Oh, give us your deathless wisdom, do!

The thing that seems most clear about this papal questionnaire is that the idea of sending it out to the laity in parishes was a silly afterthought, possibly dreamed up by some low-to-mid level Vatican official who somehow heard a vague rumour (possibly from this mysterious "interwebs" thing everyone seems to talk about these days) that the laity needed to be made "more involved" in the Church's inner workings.

This is how the Church does things. The relevant dicasteries send out this kind of document to bishops for their feedback in preparation for any big event like a Synod.
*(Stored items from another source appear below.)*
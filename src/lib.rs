//! Comparison engine for Colombia's Encuesta de Cultura Política (ECP),
//! 2019 vs 2023: schema reconciliation between the two survey waves,
//! demographic filtering, weighted aggregation and year-over-year deltas.
//!
//! The engine is presentation-agnostic: every output type serializes to
//! plain JSON for an external chart layer. Typical use:
//!
//! ```no_run
//! use std::sync::Arc;
//! use ecp_compare::{CompareEngine, FilterSpec, builtin_catalog, builtin_schema, load_wave};
//!
//! # fn main() -> anyhow::Result<()> {
//! let before = load_wave("ecp_2019.parquet".as_ref(), &builtin_schema(2019))?;
//! let after = load_wave("ecp_2023.parquet".as_ref(), &builtin_schema(2023))?;
//! let engine = CompareEngine::new(Arc::new(before), Arc::new(after), &builtin_catalog())?;
//! let comparison = engine.compare("participacion", &FilterSpec::new())?;
//! # Ok(())
//! # }
//! ```

pub mod compare;
pub mod data;
pub mod engine;
pub mod error;

pub use compare::aggregate::{CategoryShare, Distribution, DistributionKind, ScaleSummary};
pub use compare::catalog::{
    DroppedQuestion, MISSING_LABEL, QuestionCatalog, QuestionKind, UnifiedQuestion,
};
pub use compare::config::{CatalogConfig, builtin_catalog, builtin_schema};
pub use compare::delta::{CategoryDelta, DeltaOutcome, NotComputableReason, ScaleDelta};
pub use compare::profile::MissingnessReport;
pub use data::filter::{FilterSpec, filtered_indices};
pub use data::loader::load_wave;
pub use data::model::{AnswerValue, Respondent, SurveyWave, WaveSchema};
pub use engine::{CompareEngine, QuestionComparison, QuestionInfo, Summary};
pub use error::{CompareError, CompareResult};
Then the bishops speak to their own relevant departments. Those convene committees to do the research and prepare fact-based responses for the bishop and his advisors. Then he tells them what he thinks and they prepare his formal response in consultation, with all relevant documentation (those "fact" thingies) attached, and he signs it and sends it back to Rome.

So, what has happened here is that someone has done the Normal Thing, and, possibly in response to being ordered to "involve the laity," has tacked the extra phrase "and to parishes" at the end of the usual introductory paragraph.

People, I guarantee you that there was no more thought to it than this. Really. That is how they do things here. If it deviates one iota from The Way We've Always Done Things, it's going to be a total botch.

The relative incomprehensibility of the questions to anyone who is not deeply involved and informed about the teachings and practices of the Church - and possessed of at least a passing familiarity with canon law, the bureaucratic processes of the Church and the relevant issues - is the best sign that this document was drafted by people who had no clew at. all. that it was ever even going to be read by laymen.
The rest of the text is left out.